On that day, Anspach and Hobday’s six-month lease of the St James of Bermondsey pub runs out, and - as co-owner Jack Hobday puts it, albeit in not so many words - not a moment too soon.

That might seem odd, on the face of it. It’s a nice pub in a lively area, cheek-by-jowl with some of London's most important food companies, from Natoora to Neal’s Yard and The Kernel. It’s well-decorated - tastefully pastel - with a variety of seating options and all the sports TV you could ever want.

But, as so often with British pubs, the devil is in the detail. The St James is owned by Stonegate, Britain’s biggest pub group, and if A&H wanted to keep the pub going, they’d have had to accept a five-year deal at 90 percent of the advertised £49,972 a year, with no break, although they’d only be paying 60 per cent for the first two years (they’re currently paying a third).

For many pubs that would be a great deal, but the St James is not doing great business. According to Jack, it makes a little bit more than £6000 net a week - less than their nearby railway arch, which has very limited opening hours, and well below Stonegate’s forecast of £11,845 pw. Thanks to their initial deal with Stonegate, they’re not losing money, but after July 4 they would be.

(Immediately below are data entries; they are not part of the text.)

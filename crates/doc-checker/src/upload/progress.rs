use std::collections::{BTreeMap, HashMap};
use std::sync::atomic::{AtomicU64, Ordering};
use std::sync::{Mutex, MutexGuard, PoisonError};

use tokio::sync::broadcast;
use tracing::debug;

const EVENT_CAPACITY: usize = 256;

/// Change to the progress map, broadcast to subscribers in the order applied.
#[derive(Debug, Clone, PartialEq, Eq)]
pub enum ProgressEvent {
    Advanced { requirement_id: String, percent: u8 },
    Cleared { requirement_id: String },
}

/// Claim on a requirement's transfer slot. Only the most recent claim for a
/// requirement may move or clear its progress.
#[derive(Debug, Clone, PartialEq, Eq)]
pub struct TransferTicket {
    requirement_id: String,
    attempt: u64,
}

impl TransferTicket {
    pub fn requirement_id(&self) -> &str {
        &self.requirement_id
    }
}

#[derive(Debug, Clone, Copy)]
struct Slot {
    attempt: u64,
    percent: Option<u8>,
}

/// Ephemeral per-requirement upload progress, kept apart from requirement and
/// status data.
#[derive(Debug)]
pub struct ProgressTracker {
    slots: Mutex<HashMap<String, Slot>>,
    next_attempt: AtomicU64,
    events: broadcast::Sender<ProgressEvent>,
}

impl Default for ProgressTracker {
    fn default() -> Self {
        Self::new()
    }
}

impl ProgressTracker {
    pub fn new() -> Self {
        let (events, _) = broadcast::channel(EVENT_CAPACITY);
        Self {
            slots: Mutex::new(HashMap::new()),
            next_attempt: AtomicU64::new(1),
            events,
        }
    }

    pub fn subscribe(&self) -> broadcast::Receiver<ProgressEvent> {
        self.events.subscribe()
    }

    /// Takes the transfer slot for `requirement_id`, superseding any transfer
    /// that still holds it. Nothing is displayed until the first advance.
    pub fn claim(&self, requirement_id: &str) -> TransferTicket {
        let attempt = self.next_attempt.fetch_add(1, Ordering::Relaxed);
        let previous = self.lock().insert(
            requirement_id.to_string(),
            Slot {
                attempt,
                percent: None,
            },
        );
        if let Some(previous) = previous {
            debug!(
                requirement_id,
                superseded_attempt = previous.attempt,
                "new transfer supersedes one still in flight"
            );
        }

        TransferTicket {
            requirement_id: requirement_id.to_string(),
            attempt,
        }
    }

    /// Records `percent` for the ticket's requirement. Ignored when the ticket
    /// was superseded or the value would move progress backwards.
    pub fn advance(&self, ticket: &TransferTicket, percent: u8) -> bool {
        let percent = percent.min(100);
        let mut slots = self.lock();
        let Some(slot) = slots.get_mut(&ticket.requirement_id) else {
            return false;
        };
        if slot.attempt != ticket.attempt || slot.percent.is_some_and(|current| percent <= current)
        {
            return false;
        }

        slot.percent = Some(percent);
        let _ = self.events.send(ProgressEvent::Advanced {
            requirement_id: ticket.requirement_id.clone(),
            percent,
        });
        true
    }

    /// Removes the ticket's progress if the ticket still owns the slot.
    pub fn clear(&self, ticket: &TransferTicket) -> bool {
        let mut slots = self.lock();
        let owned = slots
            .get(&ticket.requirement_id)
            .is_some_and(|slot| slot.attempt == ticket.attempt);
        if !owned {
            return false;
        }

        slots.remove(&ticket.requirement_id);
        let _ = self.events.send(ProgressEvent::Cleared {
            requirement_id: ticket.requirement_id.clone(),
        });
        true
    }

    pub fn owns_slot(&self, ticket: &TransferTicket) -> bool {
        self.lock()
            .get(&ticket.requirement_id)
            .is_some_and(|slot| slot.attempt == ticket.attempt)
    }

    pub fn percent(&self, requirement_id: &str) -> Option<u8> {
        self.lock().get(requirement_id).and_then(|slot| slot.percent)
    }

    /// Displayed progress by requirement id.
    pub fn snapshot(&self) -> BTreeMap<String, u8> {
        self.lock()
            .iter()
            .filter_map(|(id, slot)| slot.percent.map(|percent| (id.clone(), percent)))
            .collect()
    }

    fn lock(&self) -> MutexGuard<'_, HashMap<String, Slot>> {
        self.slots.lock().unwrap_or_else(PoisonError::into_inner)
    }
}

So why take it on in the first place? After all, the pitfalls of dealing with some pubcos are not unknown. “We wanted to have a pub in Bermondsey which sold some local beer, with A&H being at the forefront,” says Jack. “But the beer we’ve been able to offer is not what we thought we’d be able to offer: in terms of small breweries, we can only use them on cask.”

Stonegate (which reportedly has debt of £2.2bn) uses The Beer Company for its procurement, but the range of keg beer A&H have been able to get has been limited to big-brewery brands, according to Jack, who had wanted to offer Budvar before it was delisted because it wasn’t popular enough. “[Our options were limited to] the latest Spanish lagers mixed with Carlsberg, Carling, Heineken and their sub-craft brands like Camden, Beavertown or Brixton, plus a handful of others,” he says. “Some of the beers are fine but it’s not what we’re about.”

And then there’s the prices. Guinness can be bought by London publicans for anything from about £110 to £190 for a 50-litre keg at the moment, depending on who’s selling and who’s buying, but A&H were quoted £210 for the St James. 

A&H was able to sell its own beer to the pub only on cask, but even then it was a painful experience. They sell their own beer into Stonegate at around £70 a firkin (72 pints, in theory), but the pub buys it at £130 or £140 a go. “We even have to deliver the beer direct as part of that sale!” says Jack.

It’s been a chastening experience, all told, but Jack says there are elements that have been enjoyable. “The community element has been great,” he says. “We’ve had post-natal classes in our function room, we’ve got our quiz, and the pub is still popular with Millwall fans on match days. And we saved it from being closed, which I’m very pleased about. And it’s been profitable for us - but it wouldn’t be with the new rent.”

So would they consider doing it again, with a different pub? “I think we’ve shown we can do it - our team, led by Simon Courtney, has been brilliant,” he says. “We’ll have another go, but it’d probably have to be a free-of-tie option. You’ve got to have a good location with good facilities, and they’re hard to find. We won’t rush into anything, but it’s definitely on the radar.”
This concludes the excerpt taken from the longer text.